I tell you this, Jackie, because a mom told me today that a group of girls who are friends with him and who are studying your book “Waiting for Your Prince” got together Tuesday and, in the midst of their own grief, wrote cards of encouragement to the tutors (moms who teach home school classes) who had him in their classes and to other kids in those classes. The mom said, “You know they thought to do this because of the book!” And I said, “Do you know that is about the MOST Jackie Kendall thing someone could do? Jackie is the Queen of the encouraging card! So there’s nothing more honoring to her teaching than their inclination to do that!” (One of those girls was Kelsey McLernon whom you acknowledge as our tween consultant on the book project, “Waiting for Your Prince”). In the midst of this extraordinary time–not least walking all these kids through this tragedy–this is another shining example of the Love of Jesus being spread as a result of your faithful teaching & wisdom Jacqueline Kendall”. (Ruthie)

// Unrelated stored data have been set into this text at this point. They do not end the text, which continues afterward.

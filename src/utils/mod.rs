pub mod circuit_breaker;
pub mod retry;

pub use circuit_breaker::{CircuitBreaker, CircuitBreakerConfig, CircuitBreakerError, CircuitState};
pub use retry::{retry_on_transient, IsTransient, RetryConfig, RetryResult};
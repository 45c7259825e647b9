use std::collections::HashSet;
use std::sync::atomic::{AtomicU32, Ordering};
use std::sync::Arc;

use actix::prelude::*;

use crate::actors::core::{ComponentHealth, HealthCheckable, HealthStatus};
use crate::config::OutboxSettings;
use crate::domain::order::OrderEvent;
use crate::event_sourcing::{EventStore, OutboxMessage};
use crate::messaging::{EventPublisher, PublishError};
use crate::metrics::Metrics;
use crate::utils::{retry_on_transient, RetryResult};

use super::dlq::{AddToDlq, DlqActor};
use super::health_monitor::{HealthMonitorActor, UpdateHealth};

// ============================================================================
// Outbox Relay Actor - Drains the event store outbox into a publisher
// ============================================================================
//
// Each poll:
// 1. Take up to `batch_size` pending outbox messages, oldest first
// 2. Publish each with exponential-backoff retry
// 3. Remove published messages from the outbox
// 4. Count failed passes; dead-letter after `max_delivery_attempts`
//
// Messages of one order are published in order: once a message of an order
// fails, its later messages wait for the next poll. An open circuit ends the
// pass early.
//
// ============================================================================

#[derive(Debug, Clone, Default, PartialEq)]
pub struct DrainReport {
    pub published: usize,
    pub deferred: usize,
    pub dead_lettered: usize,
    pub last_error: Option<String>,
}

/// Everything a drain pass needs, cheap to clone into a future
#[derive(Clone)]
struct Relay {
    store: Arc<EventStore<OrderEvent>>,
    publisher: Arc<dyn EventPublisher>,
    dlq: Option<Addr<DlqActor>>,
    metrics: Option<Arc<Metrics>>,
    settings: OutboxSettings,
}

impl Relay {
    async fn drain(self) -> DrainReport {
        let mut report = DrainReport::default();
        let messages = self.store.pending_outbox(self.settings.batch_size).await;
        if messages.is_empty() {
            return report;
        }

        tracing::debug!(message_count = messages.len(), "📬 Draining outbox");

        let mut blocked = HashSet::new();
        for message in messages {
            if blocked.contains(&message.aggregate_id) {
                report.deferred += 1;
                continue;
            }

            match self.publish(&message).await {
                RetryResult::Success(()) => {
                    self.store.remove_from_outbox(message.id).await;
                    self.record_publish(&message.event_type, true);
                    report.published += 1;

                    tracing::info!(
                        event_id = %message.event_id,
                        event_type = %message.event_type,
                        aggregate_id = %message.aggregate_id,
                        "✅ Published outbox message"
                    );
                }
                RetryResult::Permanent(error) => {
                    self.record_publish(&message.event_type, false);
                    self.dead_letter(&message, &error, message.attempts + 1).await;
                    report.dead_lettered += 1;
                    report.last_error = Some(error.to_string());
                }
                RetryResult::Exhausted(PublishError::CircuitOpen(name)) => {
                    report.deferred += 1;
                    report.last_error = Some(format!("Circuit breaker '{}' is open", name));
                    tracing::warn!(event_id = %message.event_id, "Publisher circuit open, ending pass");
                    break;
                }
                RetryResult::Exhausted(error) => {
                    self.record_publish(&message.event_type, false);
                    let attempts = self.store.record_outbox_failure(message.id).await.unwrap_or(0);
                    report.last_error = Some(error.to_string());

                    if attempts >= self.settings.max_delivery_attempts {
                        self.dead_letter(&message, &error, attempts).await;
                        report.dead_lettered += 1;
                    } else {
                        tracing::warn!(
                            event_id = %message.event_id,
                            attempts,
                            error = %error,
                            "Outbox message deferred to next poll"
                        );
                        blocked.insert(message.aggregate_id);
                        report.deferred += 1;
                    }
                }
            }
        }

        report
    }

    async fn publish(&self, message: &OutboxMessage) -> RetryResult<(), PublishError> {
        let publisher = &self.publisher;
        let metrics = self.metrics.as_ref();
        let attempts = AtomicU32::new(0);
        let attempts_ref = &attempts;

        let result = retry_on_transient(&self.settings.retry, move |attempt| {
            attempts_ref.store(attempt, Ordering::Relaxed);
            if let Some(metrics) = metrics {
                metrics.record_retry_attempt(publisher.name(), attempt);
            }
            publisher.publish(message)
        })
        .await;

        if attempts.load(Ordering::Relaxed) > 1 {
            if let Some(metrics) = &self.metrics {
                metrics.record_retry_outcome(self.publisher.name(), matches!(result, RetryResult::Success(_)));
            }
        }

        result
    }

    async fn dead_letter(&self, message: &OutboxMessage, error: &PublishError, failure_count: i32) {
        self.store.remove_from_outbox(message.id).await;

        let Some(dlq) = &self.dlq else {
            tracing::error!(
                event_id = %message.event_id,
                error = %error,
                "Dropping undeliverable outbox message, no DLQ configured"
            );
            return;
        };

        let entry = AddToDlq {
            id: message.event_id,
            aggregate_id: message.aggregate_id,
            event_type: message.event_type.clone(),
            payload: message.payload.clone(),
            error_message: error.to_string(),
            failure_count,
            first_failed_at: message.created_at,
        };
        if let Err(e) = dlq.send(entry).await {
            tracing::error!(event_id = %message.event_id, error = %e, "Failed to reach DLQ actor");
        }
    }

    fn record_publish(&self, event_type: &str, success: bool) {
        if let Some(metrics) = &self.metrics {
            metrics.record_outbox_publish(event_type, success);
        }
    }
}

pub struct OutboxRelayActor {
    relay: Relay,
    health_monitor: Option<Addr<HealthMonitorActor>>,
    draining: bool,
    last_report: DrainReport,
}

impl OutboxRelayActor {
    pub fn new(
        store: Arc<EventStore<OrderEvent>>,
        publisher: Arc<dyn EventPublisher>,
        settings: OutboxSettings,
    ) -> Self {
        Self {
            relay: Relay {
                store,
                publisher,
                dlq: None,
                metrics: None,
                settings,
            },
            health_monitor: None,
            draining: false,
            last_report: DrainReport::default(),
        }
    }

    pub fn with_dlq(mut self, dlq: Addr<DlqActor>) -> Self {
        self.relay.dlq = Some(dlq);
        self
    }

    pub fn with_metrics(mut self, metrics: Arc<Metrics>) -> Self {
        self.relay.metrics = Some(metrics);
        self
    }

    pub fn with_health_monitor(mut self, health_monitor: Addr<HealthMonitorActor>) -> Self {
        self.health_monitor = Some(health_monitor);
        self
    }

    fn poll(&mut self, ctx: &mut Context<Self>) {
        if self.draining {
            return;
        }
        self.draining = true;

        let drain = self.relay.clone().drain();
        ctx.spawn(drain.into_actor(self).map(|report, act, _ctx| {
            act.draining = false;
            act.finish(report);
        }));
    }

    fn finish(&mut self, report: DrainReport) {
        self.last_report = report;

        if let Some(monitor) = &self.health_monitor {
            let health = self.check_health();
            monitor.do_send(UpdateHealth {
                component: health.name,
                status: health.status,
                details: health.details,
            });
        }
    }
}

impl HealthCheckable for OutboxRelayActor {
    fn check_health(&self) -> ComponentHealth {
        let report = &self.last_report;
        let status = match &report.last_error {
            Some(error) if report.published == 0 => HealthStatus::Degraded(error.clone()),
            _ => HealthStatus::Healthy,
        };

        ComponentHealth::new(self.component_name(), status).with_details(format!(
            "published {}, deferred {}, dead-lettered {} in last pass",
            report.published, report.deferred, report.dead_lettered
        ))
    }

    fn component_name(&self) -> &str {
        "outbox_relay"
    }
}

impl Actor for OutboxRelayActor {
    type Context = Context<Self>;

    fn started(&mut self, ctx: &mut Self::Context) {
        tracing::info!(
            publisher = %self.relay.publisher.name(),
            poll_interval_ms = self.relay.settings.poll_interval_ms,
            "🔄 OutboxRelayActor started"
        );

        self.finish(DrainReport::default());
        ctx.run_interval(self.relay.settings.poll_interval(), |act, ctx| act.poll(ctx));
    }

    fn stopped(&mut self, _: &mut Self::Context) {
        tracing::info!("🛑 OutboxRelayActor stopped");
    }
}

// ============================================================================
// Messages
// ============================================================================

/// Run one drain pass now and report what it did
#[derive(Message)]
#[rtype(result = "DrainReport")]
pub struct DrainOutbox;

impl Handler<DrainOutbox> for OutboxRelayActor {
    type Result = ResponseActFuture<Self, DrainReport>;

    fn handle(&mut self, _msg: DrainOutbox, _ctx: &mut Self::Context) -> Self::Result {
        let drain = self.relay.clone().drain();
        Box::pin(drain.into_actor(self).map(|report, act, _ctx| {
            act.finish(report.clone());
            report
        }))
    }
}
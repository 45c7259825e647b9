use std::collections::HashMap;
use std::sync::Arc;

use actix::prelude::*;
use chrono::{DateTime, Utc};
use uuid::Uuid;

use crate::actors::core::{ComponentHealth, HealthCheckable, HealthStatus};
use crate::metrics::Metrics;

use super::health_monitor::{HealthMonitorActor, UpdateHealth};

// ============================================================================
// Dead Letter Queue Actor
// ============================================================================
//
// Holds outbox messages the relay gave up on, for manual intervention.
// Any message here means an invoice was not archived.
//
// ============================================================================

pub struct DlqActor {
    messages: Vec<DlqMessage>,
    metrics: Option<Arc<Metrics>>,
    health_monitor: Option<Addr<HealthMonitorActor>>,
}

impl DlqActor {
    pub fn new(metrics: Option<Arc<Metrics>>) -> Self {
        Self {
            messages: Vec::new(),
            metrics,
            health_monitor: None,
        }
    }

    pub fn with_health_monitor(mut self, health_monitor: Addr<HealthMonitorActor>) -> Self {
        self.health_monitor = Some(health_monitor);
        self
    }

    fn report_health(&self) {
        if let Some(monitor) = &self.health_monitor {
            let health = self.check_health();
            monitor.do_send(UpdateHealth {
                component: health.name,
                status: health.status,
                details: health.details,
            });
        }
    }
}

impl Actor for DlqActor {
    type Context = Context<Self>;

    fn started(&mut self, _ctx: &mut Self::Context) {
        tracing::info!("DlqActor started - Dead Letter Queue ready");
        self.report_health();
    }
}

impl HealthCheckable for DlqActor {
    fn check_health(&self) -> ComponentHealth {
        let status = if self.messages.is_empty() {
            HealthStatus::Healthy
        } else {
            HealthStatus::Degraded(format!("{} message(s) awaiting intervention", self.messages.len()))
        };
        ComponentHealth::new(self.component_name(), status)
    }

    fn component_name(&self) -> &str {
        "dlq"
    }
}

// ============================================================================
// Messages
// ============================================================================

#[derive(Message, Debug, Clone)]
#[rtype(result = "()")]
pub struct AddToDlq {
    pub id: Uuid,
    pub aggregate_id: Uuid,
    pub event_type: String,
    pub payload: String,
    pub error_message: String,
    pub failure_count: i32,
    pub first_failed_at: DateTime<Utc>,
}

#[derive(Message)]
#[rtype(result = "Vec<DlqMessage>")]
pub struct GetDlqMessages {
    pub limit: usize,
}

#[derive(Message)]
#[rtype(result = "DlqStats")]
pub struct GetDlqStats;

#[derive(Debug, Clone)]
pub struct DlqMessage {
    pub id: Uuid,
    pub aggregate_id: Uuid,
    pub event_type: String,
    pub payload: String,
    pub error_message: String,
    pub failure_count: i32,
    pub first_failed_at: DateTime<Utc>,
    pub dead_lettered_at: DateTime<Utc>,
}

#[derive(Debug, Clone, Default)]
pub struct DlqStats {
    pub total_messages: usize,
    pub by_event_type: HashMap<String, usize>,
}

// ============================================================================
// Handlers
// ============================================================================

impl Handler<AddToDlq> for DlqActor {
    type Result = ();

    fn handle(&mut self, msg: AddToDlq, _: &mut Self::Context) {
        tracing::error!(
            event_id = %msg.id,
            event_type = %msg.event_type,
            aggregate_id = %msg.aggregate_id,
            error = %msg.error_message,
            failure_count = msg.failure_count,
            "💀 Adding message to Dead Letter Queue"
        );

        if let Some(metrics) = &self.metrics {
            metrics.record_dlq_message(&msg.event_type);
        }

        self.messages.push(DlqMessage {
            id: msg.id,
            aggregate_id: msg.aggregate_id,
            event_type: msg.event_type,
            payload: msg.payload,
            error_message: msg.error_message,
            failure_count: msg.failure_count,
            first_failed_at: msg.first_failed_at,
            dead_lettered_at: Utc::now(),
        });

        self.report_health();
    }
}

impl Handler<GetDlqMessages> for DlqActor {
    type Result = MessageResult<GetDlqMessages>;

    fn handle(&mut self, msg: GetDlqMessages, _: &mut Self::Context) -> Self::Result {
        MessageResult(self.messages.iter().take(msg.limit).cloned().collect())
    }
}

impl Handler<GetDlqStats> for DlqActor {
    type Result = MessageResult<GetDlqStats>;

    fn handle(&mut self, _msg: GetDlqStats, _: &mut Self::Context) -> Self::Result {
        let mut by_event_type = HashMap::new();
        for message in &self.messages {
            *by_event_type.entry(message.event_type.clone()).or_insert(0) += 1;
        }

        MessageResult(DlqStats {
            total_messages: self.messages.len(),
            by_event_type,
        })
    }
}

Recently Ken and I went to Walgreens the moment it opened in hopes of beating the rush at the pharmacy. We were thrilled to see our favorite pharmacist Amaka who was behind the counter. She was equally excited to see Ken and me. She has been fighting cancer and we have been praying for her. Her manner is always so loving and full of faith in God, never complaining about her struggle with cancer. Early this particular morning we noticed that she looked very thin and we both in concern whispered, “Is your treatment causing you to lose so much weight?” She motioned for us to come to a separate window and she leaned into us and whispered, “My 19 year old son just died.” We were so stunned that tears began to flow from all our eyes. Ken and I both grabbed her hands and started praying over her that moment. Because we came so early, no one was waiting in line, so we could comfort our sweet sister in Jesus right there in Walgreens pharmacy!